The new middle-school office remains unoccupied after nearly five months because of a scent that nauseates prospective occupants Sandy Lyon, head of the middle school, and her assistant Barbara Johnson. Now the school has decided that the smelly cork boards will be torn down soon.

Stinky cork boards to be torn down from new middle-school office wall

After five solutionless months, it’s official. The cork boards in the new middle-school office will soon be taken down.

While most rooms in the new middle-school building were quickly occupied by science teachers over Winter Break, the main office has remained empty because the cork boards lining the east wall of the new office emit a gasoline-like odor that many, including future occupant middle-school head Sandy Lyon, find nauseating.

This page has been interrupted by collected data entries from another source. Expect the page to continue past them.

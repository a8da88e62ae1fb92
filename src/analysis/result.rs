//! Analysis result types

use serde::{Deserialize, Serialize};

use crate::features::beat_tracking::{BeatPredictorKind, BeatTrain};

/// Complete tempo analysis result
#[derive(Debug, Clone, Serialize, Deserialize)]
pub struct TempoAnalysis {
    /// Tempo estimate in BPM
    pub bpm: f32,

    /// Winning beat period in onset samples (100 Hz)
    pub period: usize,

    /// Feedback gain of the winning resonator
    pub alpha: f32,

    /// Predicted beats at the onset rate
    pub beats: BeatTrain,

    /// Analysis metadata
    pub metadata: AnalysisMetadata,
}

impl TempoAnalysis {
    /// Beat times in seconds
    pub fn beat_times(&self) -> Vec<f32> {
        self.beats.times_seconds()
    }
}

/// Analysis metadata
#[derive(Debug, Clone, Serialize, Deserialize)]
pub struct AnalysisMetadata {
    /// Audio duration in seconds
    pub duration_seconds: f32,

    /// Sample rate of the audio handed in, in Hz
    pub sample_rate: u32,

    /// Processing time in milliseconds
    pub processing_time_ms: f32,

    /// Algorithm version
    pub algorithm_version: String,

    /// Beat predictor that produced `beats`
    pub predictor: BeatPredictorKind,

    /// Length of the onset curve in samples
    pub onset_samples: usize,

    /// Shortest resonator period searched
    pub min_period: usize,

    /// Longest resonator period searched
    pub max_period: usize,

    /// Output energy of the winning resonator
    pub winning_energy: f32,

    /// Analysis flags
    pub flags: Vec<AnalysisFlag>,

    /// Optional: energy of every resonator, in period order.
    #[serde(skip_serializing_if = "Option::is_none")]
    pub tempo_response: Option<Vec<ResonatorResponse>>,
}

/// Analysis flags
#[derive(Debug, Clone, Copy, PartialEq, Eq, Serialize, Deserialize)]
pub enum AnalysisFlag {
    /// Every resonator scored the same; the shortest period was taken
    DegenerateEnergy,
    /// The winning period sits on an edge of the search range
    TempoAtRangeBoundary,
    /// The predictor produced no beats
    NoBeatsPredicted,
}

/// Energy of one resonator (for tempo response curves)
#[derive(Debug, Clone, PartialEq, Serialize, Deserialize)]
pub struct ResonatorResponse {
    /// Beat period in onset samples
    pub period: usize,
    /// Tempo of the period in BPM
    pub bpm: f32,
    /// Feedback gain
    pub alpha: f32,
    /// Output energy
    pub energy: f32,
}

#[cfg(test)]
mod tests {
    use super::*;

    fn sample_analysis() -> TempoAnalysis {
        TempoAnalysis {
            bpm: 120.0,
            period: 50,
            alpha: 0.81,
            beats: BeatTrain::silent(10),
            metadata: AnalysisMetadata {
                duration_seconds: 0.1,
                sample_rate: 44000,
                processing_time_ms: 1.0,
                algorithm_version: env!("CARGO_PKG_VERSION").to_string(),
                predictor: BeatPredictorKind::Static,
                onset_samples: 10,
                min_period: 40,
                max_period: 200,
                winning_energy: 0.0,
                flags: vec![AnalysisFlag::NoBeatsPredicted],
                tempo_response: None,
            },
        }
    }

    #[test]
    fn test_serialization_skips_missing_response() {
        let json = serde_json::to_string(&sample_analysis()).unwrap();
        assert!(!json.contains("tempo_response"));
        assert!(json.contains("NoBeatsPredicted"));

        let back: TempoAnalysis = serde_json::from_str(&json).unwrap();
        assert_eq!(back.period, 50);
        assert_eq!(back.beats.len(), 10);
    }

    #[test]
    fn test_beat_times_empty() {
        assert!(sample_analysis().beat_times().is_empty());
    }
}
//! Audio preprocessing modules
//!
//! This module contains utilities for preparing audio for tempo analysis:
//! - Channel mixing (interleaved multi-channel to mono)
//! - Polyphase resampling (source rate to the 44 kHz analysis rate)

pub mod channel_mixer;
pub mod resample;
//! Feature extraction modules
//!
//! This module contains the rhythmic pulse pipeline:
//! - Onset strength extraction (100 Hz curve)
//! - Period estimation (comb filter resonator bank + tempo selection)
//! - Beat prediction (static phase lock, dynamic tracker)

pub mod beat_tracking;
pub mod onset;
pub mod period;
//! Integration tests for the tempo detection engine

use pulse_dsp::preprocessing::channel_mixer::{to_mono, ChannelMixMode};
use pulse_dsp::{
    analyze_tempo, detect_tempo, detect_tempo_dynamic, detect_tempo_from_onset, samples_to_bpm,
    AnalysisError, AnalysisFlag, BeatPredictorKind, OnsetCurve, TempoConfig,
};

/// Unit clicks every `interval` samples
fn click_track(len: usize, interval: usize) -> Vec<f32> {
    let mut samples = vec![0.0f32; len];
    for i in (0..len).step_by(interval) {
        samples[i] = 1.0;
    }
    samples
}

#[cfg(test)]
mod tests {
    use super::*;

    #[test]
    fn test_detect_120bpm_click_track() {
        // 0.5 s between clicks at 44 kHz -> 50 onset samples
        let samples = click_track(44000 * 10, 22000);
        let (tempo, beats) = detect_tempo(&samples).expect("Detection should succeed");

        assert!(
            (49..=51).contains(&tempo.period),
            "Winning period should be ~50, got {} ({:.2} BPM)",
            tempo.period,
            tempo.bpm
        );
        assert!((tempo.bpm - samples_to_bpm(tempo.period as f32)).abs() < 1e-4);

        assert_eq!(beats.len(), 1000, "Beat train must match the onset curve length");
        let positions = beats.positions();
        assert!(positions.len() >= 19, "Expected ~20 beats, got {}", positions.len());
        assert!(positions.windows(2).all(|w| w[1] - w[0] == tempo.period));
    }

    #[test]
    fn test_detection_is_deterministic() {
        let samples = click_track(44000 * 6, 26400);
        let a = detect_tempo(&samples).unwrap();
        let b = detect_tempo(&samples).unwrap();
        assert_eq!(a, b);

        let c = detect_tempo_dynamic(&samples).unwrap();
        let d = detect_tempo_dynamic(&samples).unwrap();
        assert_eq!(c, d);
    }

    #[test]
    fn test_dynamic_agrees_on_tempo() {
        let samples = click_track(44000 * 10, 22000);
        let (static_tempo, _) = detect_tempo(&samples).unwrap();
        let (dynamic_tempo, beats) = detect_tempo_dynamic(&samples).unwrap();

        assert_eq!(static_tempo.period, dynamic_tempo.period);
        assert_eq!(beats.len(), 1000);
        assert!(beats.beat_count() > 0, "Dynamic tracker should emit beats on a steady click track");
    }

    #[test]
    fn test_empty_audio_is_invalid() {
        assert!(matches!(detect_tempo(&[]), Err(AnalysisError::InvalidInput(_))));
        assert!(matches!(
            analyze_tempo(&[], 44000, TempoConfig::default()),
            Err(AnalysisError::InvalidInput(_))
        ));
    }

    #[test]
    fn test_audio_shorter_than_window() {
        let samples = vec![0.5f32; 4000];
        assert!(matches!(
            detect_tempo(&samples),
            Err(AnalysisError::InsufficientData(_))
        ));
    }

    #[test]
    fn test_onset_shorter_than_smallest_period() {
        // 0.3 s -> 30 onset samples, below the 40-sample minimum period
        let samples = click_track(13200, 4400);
        assert!(matches!(
            detect_tempo(&samples),
            Err(AnalysisError::InsufficientData(_))
        ));
    }

    #[test]
    fn test_tempo_clamped_to_search_range() {
        // Clicks every 5000 samples: ~11.4 onset samples (~528 BPM), far above
        // the range, so the bank settles on a multiple inside [30, 150] BPM.
        let samples = click_track(44000 * 30, 5000);
        let config = TempoConfig {
            min_bpm: 30.0,
            max_bpm: 150.0,
            ..TempoConfig::default()
        };
        let result = analyze_tempo(&samples, 44000, config).unwrap();

        assert!(
            result.bpm >= 30.0 - 1e-3 && result.bpm <= 150.0 + 1e-3,
            "BPM {:.2} should lie in the search range",
            result.bpm
        );
        assert!((40..=200).contains(&result.period));
        assert_eq!(result.metadata.onset_samples, 3000);
        assert_eq!(result.beats.len(), 3000);
    }

    #[test]
    fn test_inverted_range_is_empty_bank() {
        let samples = click_track(44000 * 5, 22000);
        let config = TempoConfig {
            min_bpm: 150.0,
            max_bpm: 30.0,
            ..TempoConfig::default()
        };
        assert!(matches!(
            analyze_tempo(&samples, 44000, config),
            Err(AnalysisError::EmptyBank(_))
        ));
    }

    #[test]
    fn test_silence_is_degenerate() {
        let samples = vec![0.0f32; 44000 * 3];
        let result = analyze_tempo(&samples, 44000, TempoConfig::default()).unwrap();

        assert_eq!(result.period, 40, "Degenerate energy resolves to the shortest period");
        assert!(result.metadata.flags.contains(&AnalysisFlag::DegenerateEnergy));
        assert!(result.metadata.flags.contains(&AnalysisFlag::TempoAtRangeBoundary));
    }

    #[test]
    fn test_resamples_other_rates() {
        // 120 BPM clicks at 48 kHz
        let samples = click_track(48000 * 8, 24000);
        let result = analyze_tempo(&samples, 48000, TempoConfig::default()).unwrap();

        assert!(
            (49..=51).contains(&result.period),
            "Expected ~50 samples after resampling, got {}",
            result.period
        );
        assert_eq!(result.metadata.sample_rate, 48000);
        assert!((result.metadata.duration_seconds - 8.0).abs() < 1e-3);
    }

    #[test]
    fn test_tempo_response_collected() {
        let samples = click_track(44000 * 8, 22000);
        let config = TempoConfig {
            collect_tempo_response: true,
            predictor: BeatPredictorKind::Dynamic,
            ..TempoConfig::default()
        };
        let result = analyze_tempo(&samples, 44000, config).unwrap();

        let response = result.metadata.tempo_response.as_ref().expect("Response requested");
        assert_eq!(response.len(), 161);
        let best = response
            .iter()
            .max_by(|a, b| a.energy.partial_cmp(&b.energy).unwrap())
            .unwrap();
        assert_eq!(best.period, result.period);
        assert_eq!(result.metadata.predictor, BeatPredictorKind::Dynamic);
    }

    #[test]
    fn test_from_onset_curve() {
        let values: Vec<f32> = (0..1200).map(|i| if i % 60 == 13 { 1.0 } else { 0.0 }).collect();
        let onset = OnsetCurve::from_values(values);
        let (tempo, beats) = detect_tempo_from_onset(&onset, &TempoConfig::default()).unwrap();

        assert_eq!(tempo.period, 60);
        assert!((tempo.bpm - 100.0).abs() < 1e-3);
        assert_eq!(beats.positions()[0], 13);
        assert!(beats.positions().windows(2).all(|w| w[1] - w[0] == 60));
    }

    #[test]
    fn test_sequential_matches_parallel() {
        let samples = click_track(44000 * 6, 19800);
        let par = analyze_tempo(&samples, 44000, TempoConfig::default()).unwrap();
        let seq = analyze_tempo(
            &samples,
            44000,
            TempoConfig {
                parallel: false,
                ..TempoConfig::default()
            },
        )
        .unwrap();

        assert_eq!(par.period, seq.period);
        assert_eq!(par.beats, seq.beats);
    }

    #[test]
    fn test_stereo_mixdown_then_analyze() {
        let mono = click_track(44000 * 10, 22000);
        let interleaved: Vec<f32> = mono.iter().flat_map(|&s| [s, 0.5 * s]).collect();

        let mixed = to_mono(&interleaved, 2, ChannelMixMode::Average).unwrap();
        assert_eq!(mixed.len(), mono.len());

        let result = analyze_tempo(&mixed, 44000, TempoConfig::default()).unwrap();
        let (tempo, _) = detect_tempo(&mono).unwrap();
        assert_eq!(result.period, tempo.period, "Mixdown only scales the clicks");
    }

    #[test]
    fn test_non_finite_audio_rejected_at_any_rate() {
        let mut samples = click_track(44000 * 5, 22000);
        samples[1000] = f32::NAN;
        assert!(matches!(
            analyze_tempo(&samples, 44000, TempoConfig::default()),
            Err(AnalysisError::InvalidInput(_))
        ));

        let mut samples = click_track(48000 * 5, 24000);
        samples[1000] = f32::INFINITY;
        assert!(matches!(
            analyze_tempo(&samples, 48000, TempoConfig::default()),
            Err(AnalysisError::InvalidInput(_))
        ));
    }

    #[test]
    fn test_extreme_slow_tempo_rejected() {
        let samples = click_track(44000 * 5, 22000);
        let config = TempoConfig {
            min_bpm: 1e-37,
            ..TempoConfig::default()
        };
        assert!(matches!(
            analyze_tempo(&samples, 44000, config),
            Err(AnalysisError::InvalidInput(_))
        ));
    }
}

So with no fix in sight, a decision was finally made. Lyon said she put her foot down.

“At this point, it’s just getting tiresome,” she said. “We can’t move in, which means Breakthrough can’t move into our old offices. The wall needs to go.”

Once the project kicks off, Lyon said, it should take about two weeks to complete. The remodeling date is still tentative.

The odor comes from natural linseed oil, a component in the making of these particular Forbo-brand cork boards. According to Scott Day, Forbo’s division manager, the gas itself is harmless; however, like most gases, it can be overwhelming in high concentrations and over extended periods of time.

But it wasn’t as if the odor took the builders by surprise – it was already known that the boards would have an odd smell, said Laura Rambin, principal architect at Studio Bondy Architecture. All Forbo cork boards are initially infused with the scent of linseed oil. But usually, she said, the boards sit in warehouses before being sold, and, therefore, air out. By the time the boards are bought, their odor has almost or completely dissipated.

And therein lies the problem – the people involved in the installation of these boards thought that the boards were in that “almost dissipated” stage. They thought that the smell would fade away after a few days; then a few weeks; then a few months.

According to headmaster Stephen Repsher, the building’s architects selected an unusual creamy color for the boards, meaning that the school’s boards were probably freshly made. It’s likely that they spent very little time airing out in the warehouses before being shipped.